Counter-Admiral Daniel Ernst Bille (7 April 1711 – 25 February 1790) was a Royal Dano-Norwegian Navy officer.

==Personal==
Bille was born on 7 April 1711, the son of captain Just Bille and Catherine Maule. He was a nephew of admiral Michel Bille.

On 8 July 1738, he was married in the naval church in Copenhagen to Johanne Sophie Amalie Stibolt (of the Christiansø Stibolt family) They lived in a now demolished building at Dronningens Tværgade No. 340 (later Dronningens Tværgade 40, now part of Prinsessegården) at the time of the 1787 census. They lived there with their daughters Vathrine and Charlotte Bille, their sons Just and Steen Andersen Bille, his wife's niece, Sophie Bille, and the widow, Mette Anders Datter Munch.
His entire adult life was a period of relative peace for Denmark.

==Career==
As a naval cadet, Bille was given permission to sail with the Danish Asiatic Company ship Cronprintzen to Tranquebar on the Coromandel Coast, a voyage that lasted two years and during which he was commissioned as a junior lieutenant. In 1735, he sailed again with the Asiatic company, this time to China returning in 1738.

As a senior lieutenant (from early 1740) he held the post of recruitment officer for Assens District on the island of Funen. In 1746, he sailed with the ship-of-the-line Delmenhorst to Algeria, being promoted further on his return in October that year.

In 1755, seeking a station close to his large family in Nyborg, he was granted this as captain of the snow Æro which was the guard ship for the Great Belt, and the following year as captain of the frigate Christiansø off Copenhagen.

Bille captained the frigate Bornholm in the fleet during 1758 before moving to the ship-of-the-line Delmenhorst in 1759 and 1760, employed in convoy duties to Lisbon and Marseille which included the delivery of hunting falcons to the king of Portugal. In 1761, he was an official observer on the sea trials of the new frigate Falster (designed and built by his son-in-law Frederik Michael Krabbe) and in the following years acted as assessor in various courts martial. In March 1766, he refused to consider repaying a debt which his long dead father, Just Bille, had incurred to the Bornholm Infantry Regiment.

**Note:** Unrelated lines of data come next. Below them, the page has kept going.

//! RSA-OAEP field encryption and RSA-PSS signing.
//!
//! **Algorithm choice:** every payload is encrypted directly with the public
//! key under OAEP/SHA-256. There is no symmetric envelope, so a single payload
//! (marker included) can never exceed [`max_plaintext_len`] bytes (190 for a
//! 2048-bit key). Oversized input is rejected, never truncated.
//!
//! All binary values cross the text boundary as standard (padded) base64.

use base64::{engine::general_purpose::STANDARD, Engine as _};
use rand::rngs::OsRng;
use rsa::{
    pkcs1::{EncodeRsaPrivateKey, EncodeRsaPublicKey, LineEnding},
    traits::PublicKeyParts,
    Oaep, Pss, RsaPrivateKey, RsaPublicKey,
};
use sha2::{Digest, Sha256};
use thiserror::Error;
use zeroize::Zeroizing;

use crate::keys::KeyPair;

/// Modulus size of freshly generated key pairs.
pub const KEY_BITS: usize = 2048;

/// Prefix written in front of every plaintext before encryption.
///
/// A successful OAEP decryption whose output does not start with this
/// sequence is treated as a failure.
pub const MARKER: &[u8] = b"rsa:";

/// Output length of SHA-256, used by both OAEP and PSS.
const HASH_LEN: usize = 32;

/// Errors produced by the cipher layer.
#[derive(Debug, Error)]
pub enum CipherError {
    /// Key material could not be parsed, encoded, or does not form a pair.
    #[error("invalid key material: {0}")]
    InvalidKey(String),

    /// RSA key generation failed.
    #[error("key generation failed")]
    KeyGeneration,

    /// The marker-prefixed payload does not fit in one OAEP block.
    #[error("payload too large: {len} bytes exceeds the {max}-byte limit")]
    PayloadTooLarge { len: usize, max: usize },

    /// The value could not be serialised to JSON text.
    #[error("failed to serialise value: {0}")]
    Serialization(#[from] serde_json::Error),

    /// The RSA encryption primitive failed for a reason other than size.
    #[error("rsa encryption failed")]
    Encryption,

    /// Decryption failed. Carries no cause: bad base64, the wrong key, a
    /// padding failure and a missing marker are indistinguishable.
    #[error("decryption failed")]
    Decryption,

    /// The RSA signing primitive failed.
    #[error("rsa signing failed")]
    Signing,
}

/// Largest plaintext, marker included, that `key` can encrypt under
/// OAEP/SHA-256: `modulus_bytes - 2 * hash_bytes - 2`.
pub fn max_plaintext_len(key: &RsaPublicKey) -> usize {
    key.size().saturating_sub(2 * HASH_LEN + 2)
}

/// Prefix `plaintext` with [`MARKER`], encrypt it under RSA-OAEP/SHA-256 and
/// return the base64 ciphertext.
///
/// # Errors
///
/// Returns [`CipherError::PayloadTooLarge`] if the marker-prefixed payload
/// exceeds [`max_plaintext_len`], and [`CipherError::Encryption`] on any other
/// primitive failure.
pub fn encrypt(plaintext: &[u8], key: &RsaPublicKey) -> Result<String, CipherError> {
    let max = max_plaintext_len(key);
    let len = MARKER.len() + plaintext.len();
    if len > max {
        return Err(CipherError::PayloadTooLarge { len, max });
    }

    let mut tagged = Zeroizing::new(Vec::with_capacity(len));
    tagged.extend_from_slice(MARKER);
    tagged.extend_from_slice(plaintext);

    let ciphertext = key
        .encrypt(&mut OsRng, Oaep::new::<Sha256>(), &tagged)
        .map_err(|e| match e {
            rsa::Error::MessageTooLong => CipherError::PayloadTooLarge { len, max },
            _ => CipherError::Encryption,
        })?;

    Ok(STANDARD.encode(ciphertext))
}

/// Decode and decrypt a base64 ciphertext produced by [`encrypt`], returning
/// the plaintext with the marker stripped.
///
/// # Errors
///
/// Returns [`CipherError::Decryption`] for every failure path.
pub fn decrypt(ciphertext: &str, key: &RsaPrivateKey) -> Result<Vec<u8>, CipherError> {
    let raw = STANDARD
        .decode(ciphertext)
        .map_err(|_| CipherError::Decryption)?;
    // OAEP output is always exactly one modulus long.
    if raw.len() != key.size() {
        return Err(CipherError::Decryption);
    }

    let mut plaintext = Zeroizing::new(
        key.decrypt_blinded(&mut OsRng, Oaep::new::<Sha256>(), &raw)
            .map_err(|_| CipherError::Decryption)?,
    );
    if !plaintext.starts_with(MARKER) {
        return Err(CipherError::Decryption);
    }

    Ok(plaintext.split_off(MARKER.len()))
}

/// Sign `data` with RSA-PSS/SHA-256 and return the base64 signature.
///
/// # Errors
///
/// Returns [`CipherError::Signing`] if the primitive fails.
pub fn sign(data: &[u8], key: &RsaPrivateKey) -> Result<String, CipherError> {
    let digest = Sha256::digest(data);
    let signature = key
        .sign_with_rng(&mut OsRng, Pss::new::<Sha256>(), &digest)
        .map_err(|_| CipherError::Signing)?;
    Ok(STANDARD.encode(signature))
}

/// Check a base64 RSA-PSS/SHA-256 `signature` over `data`.
///
/// A mismatch or an undecodable signature yields `false`. Both a
/// digest-length salt (what [`sign`] produces) and the maximum salt length
/// for the modulus are accepted.
pub fn verify(data: &[u8], signature: &str, key: &RsaPublicKey) -> bool {
    let Ok(signature) = STANDARD.decode(signature) else {
        return false;
    };
    let digest = Sha256::digest(data);
    let max_salt = key.size().saturating_sub(HASH_LEN + 2);

    key.verify(Pss::new::<Sha256>(), &digest, &signature).is_ok()
        || key
            .verify(Pss::new_with_salt::<Sha256>(max_salt), &digest, &signature)
            .is_ok()
}

/// Sign the canonical JSON text of `value`.
///
/// # Errors
///
/// Returns [`CipherError::Serialization`] or [`CipherError::Signing`].
pub fn sign_value(value: &serde_json::Value, key: &RsaPrivateKey) -> Result<String, CipherError> {
    let text = Zeroizing::new(serde_json::to_string(value)?);
    sign(text.as_bytes(), key)
}

/// Verify `signature` against the canonical JSON text of `value`.
///
/// # Errors
///
/// Returns [`CipherError::Serialization`] if `value` cannot be serialised. A
/// bad signature is `Ok(false)`.
pub fn verify_value(
    value: &serde_json::Value,
    signature: &str,
    key: &RsaPublicKey,
) -> Result<bool, CipherError> {
    let text = Zeroizing::new(serde_json::to_string(value)?);
    Ok(verify(text.as_bytes(), signature, key))
}

/// Generate a fresh [`KEY_BITS`]-bit key pair, PKCS#1 PEM encoded with LF
/// line endings.
///
/// # Errors
///
/// Returns [`CipherError::KeyGeneration`] if the primitive fails and
/// [`CipherError::InvalidKey`] if PEM encoding fails.
pub fn generate_key_pair() -> Result<KeyPair, CipherError> {
    let private =
        RsaPrivateKey::new(&mut OsRng, KEY_BITS).map_err(|_| CipherError::KeyGeneration)?;
    let public = RsaPublicKey::from(&private);

    let private_pem = private
        .to_pkcs1_pem(LineEnding::LF)
        .map_err(|e| CipherError::InvalidKey(format!("private key encoding: {e}")))?;
    let public_pem = public
        .to_pkcs1_pem(LineEnding::LF)
        .map_err(|e| CipherError::InvalidKey(format!("public key encoding: {e}")))?;

    Ok(KeyPair::new(public_pem, private_pem))
}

He commanded, in 1769, the ship-of-the-line Norske Løve, the best sailing ship in Admiral le Sage de Fontenay’s squadron. Newly promoted to commodore, he spent most of 1769 in charge of the refitting and commissioning of some ships that were laid up in Norway. With Rear Admiral rank from 1784, he held responsibility for the naval defence of Copenhagen.

==Death==
Daniel Bille died on 25 February 1790, aged 78, in Copenhagen and is buried in the naval cemetery of Holmen.

==Citations==
- Project Runeberg: C With on Daniel Ernst Bille in Dansk Biografisk Lexikon Vol 2 page 223
- T. A. Topsøe-Jensen og Emil Marquard (1935) “Officerer i den dansk-norske Søetat 1660–1814 og den danske Søetat 1814–1932" (Danish Naval Officers). Two volumes Volume 1 and Volume 2.